Posted Sunday, February 10, 2019
NewsNewsletter Update

During this year-end time of transition, new beginnings, and renewed commitments, Salvation Farms reflects back on our past year and the vital partnerships that strengthen our impact, and looks forward to the growth that 2019 will bring.

As Salvation Farms enters into a new era and embarks on the implementation of a fresh 3-year strategic plan, two of our longest-serving Board Members offer their reflections on their time with Salvation Farms and their vision for the coming years. Both felt strongly that our “common sense approach to problem solving” and our “practical and visionary mission” are at the heart of why they remain committed to our work.

Joe Bossen further reflects on our vision: “Imagine the added resilience that would come from crafting a model that could help all of that surplus (and the fuel, soil, water, and labor already invested in it) realize its potential as food? It’s complex, and still in development, but I for one am anxious to see the issues in resolving this dilemma sincerely grappled with and concrete, practical solutions explored.
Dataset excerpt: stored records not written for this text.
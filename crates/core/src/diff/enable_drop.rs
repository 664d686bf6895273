use crate::DiffOp;

#[derive(Debug, Clone, PartialEq)]
pub struct DiffOutcome {
    pub ops: Vec<DiffOp>,
    pub diagnostics: DiffDiagnostics,
}

impl DiffOutcome {
    #[must_use]
    pub fn new(ops: Vec<DiffOp>, diagnostics: DiffDiagnostics) -> Self {
        Self { ops, diagnostics }
    }
}

#[derive(Debug, Clone, PartialEq, Default)]
pub struct DiffDiagnostics {
    pub skipped_ops: Vec<SkippedOpDiagnostic>,
}

impl DiffDiagnostics {
    #[must_use]
    pub fn from_enable_drop(full_ops: &[DiffOp], emitted_ops: &[DiffOp]) -> Self {
        let mut unmatched_emitted = emitted_ops.to_vec();
        let mut skipped_ops = Vec::new();

        for op in full_ops {
            let Some(kind) = skipped_op_kind(op) else {
                continue;
            };

            if let Some(position) = unmatched_emitted
                .iter()
                .position(|emitted_op| emitted_op == op)
            {
                unmatched_emitted.remove(position);
                continue;
            }

            skipped_ops.push(SkippedOpDiagnostic {
                kind,
                op: op.clone(),
            });
        }

        Self { skipped_ops }
    }

    #[must_use]
    pub fn is_empty(&self) -> bool {
        self.skipped_ops.is_empty()
    }
}

#[derive(Debug, Clone, PartialEq)]
pub struct SkippedOpDiagnostic {
    pub kind: SkippedOpKind,
    pub op: DiffOp,
}

#[derive(Debug, Clone, Copy, PartialEq, Eq)]
pub enum SkippedOpKind {
    DropTable,
    DropView,
    DropMaterializedView,
    DropSequence,
    DropTrigger,
    DropFunction,
    DropType,
    DropDomain,
    DropExtension,
    DropSchema,
    DropPolicy,
    DropColumn,
    DropIndex,
    DropForeignKey,
    DropCheck,
    DropExclusion,
    DropPrimaryKey,
    DropPartition,
    DropComment,
    Revoke,
}

pub const SUPPRESSED_OP_KINDS: [SkippedOpKind; 20] = [
    SkippedOpKind::DropTable,
    SkippedOpKind::DropView,
    SkippedOpKind::DropMaterializedView,
    SkippedOpKind::DropSequence,
    SkippedOpKind::DropTrigger,
    SkippedOpKind::DropFunction,
    SkippedOpKind::DropType,
    SkippedOpKind::DropDomain,
    SkippedOpKind::DropExtension,
    SkippedOpKind::DropSchema,
    SkippedOpKind::DropPolicy,
    SkippedOpKind::DropColumn,
    SkippedOpKind::DropIndex,
    SkippedOpKind::DropForeignKey,
    SkippedOpKind::DropCheck,
    SkippedOpKind::DropExclusion,
    SkippedOpKind::DropPrimaryKey,
    SkippedOpKind::DropPartition,
    SkippedOpKind::DropComment,
    SkippedOpKind::Revoke,
];

#[must_use]
pub fn skipped_op_kind(op: &DiffOp) -> Option<SkippedOpKind> {
    SUPPRESSED_OP_KINDS
        .into_iter()
        .find(|kind| kind.matches(op))
}

impl SkippedOpKind {
    #[must_use]
    pub const fn tag(self) -> &'static str {
        match self {
            Self::DropTable => "DROP TABLE",
            Self::DropView => "DROP VIEW",
            Self::DropMaterializedView => "DROP MATERIALIZED VIEW",
            Self::DropSequence => "DROP SEQUENCE",
            Self::DropTrigger => "DROP TRIGGER",
            Self::DropFunction => "DROP FUNCTION",
            Self::DropType => "DROP TYPE",
            Self::DropDomain => "DROP DOMAIN",
            Self::DropExtension => "DROP EXTENSION",
            Self::DropSchema => "DROP SCHEMA",
            Self::DropPolicy => "DROP POLICY",
            Self::DropColumn => "DROP COLUMN",
            Self::DropIndex => "DROP INDEX",
            Self::DropForeignKey => "DROP FOREIGN KEY",
            Self::DropCheck => "DROP CHECK",
            Self::DropExclusion => "DROP EXCLUSION",
            Self::DropPrimaryKey => "DROP PRIMARY KEY",
            Self::DropPartition => "DROP PARTITION",
            Self::DropComment => "DROP COMMENT",
            Self::Revoke => "REVOKE",
        }
    }

    fn matches(self, op: &DiffOp) -> bool {
        match self {
            Self::DropTable => matches!(op, DiffOp::DropTable(_)),
            Self::DropView => matches!(op, DiffOp::DropView(_)),
            Self::DropMaterializedView => matches!(op, DiffOp::DropMaterializedView(_)),
            Self::DropSequence => matches!(op, DiffOp::DropSequence(_)),
            Self::DropTrigger => matches!(op, DiffOp::DropTrigger { .. }),
            Self::DropFunction => matches!(op, DiffOp::DropFunction(_)),
            Self::DropType => matches!(op, DiffOp::DropType(_)),
            Self::DropDomain => matches!(op, DiffOp::DropDomain(_)),
            Self::DropExtension => matches!(op, DiffOp::DropExtension(_)),
            Self::DropSchema => matches!(op, DiffOp::DropSchema(_)),
            Self::DropPolicy => matches!(op, DiffOp::DropPolicy { .. }),
            Self::DropColumn => matches!(op, DiffOp::DropColumn { .. }),
            Self::DropIndex => matches!(op, DiffOp::DropIndex { .. }),
            Self::DropForeignKey => matches!(op, DiffOp::DropForeignKey { .. }),
            Self::DropCheck => matches!(op, DiffOp::DropCheck { .. }),
            Self::DropExclusion => matches!(op, DiffOp::DropExclusion { .. }),
            Self::DropPrimaryKey => matches!(op, DiffOp::DropPrimaryKey { .. }),
            Self::DropPartition => matches!(op, DiffOp::DropPartition { .. }),
            Self::DropComment => matches!(op, DiffOp::DropComment { .. }),
            Self::Revoke => matches!(op, DiffOp::Revoke(_)),
        }
    }
}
I’m anxious to see us do better than tilling in such quantities of crop surplus while buying in millions of dollars of less nutritious commodities from out of state to supplement the diets of our community members.” He explains that “these last several years have been the proving grounds for the precepts underpinning this organization. Proof of concept has been bearing out and a coalition of advocates burgeoning.”

Susan Titterton adds that the “beauty of Salvation Farms is our systems approach; we connect to farms and farmers, to the Foodbank and community food shelves, to statewide partners, and individual volunteers. In this uncertain world, I believe Salvation Farms shows us ways to be stronger and better stewards of our gifts, here at home in Vermont.”

As for the future? Joe reflects that “Salvation Farms has been coordinating a statewide effort that ranges from baseline research for better understanding of the scope of the issues at hand, to supporting regional gleaning efforts, to stabilizing the Vermont Commodity Program (which provides the brick and mortar infrastructure needed to aggregate, sort, and distribute agricultural surplus at scale).” He adds that he is “most excited for the work we’ll be undergoing in the months ahead, in which Salvation Farms will be gathering stakeholders from around the state to help draft and execute a statewide agricultural surplus management plan, to help us better reconcile the pre-existing imbalances in our food system.”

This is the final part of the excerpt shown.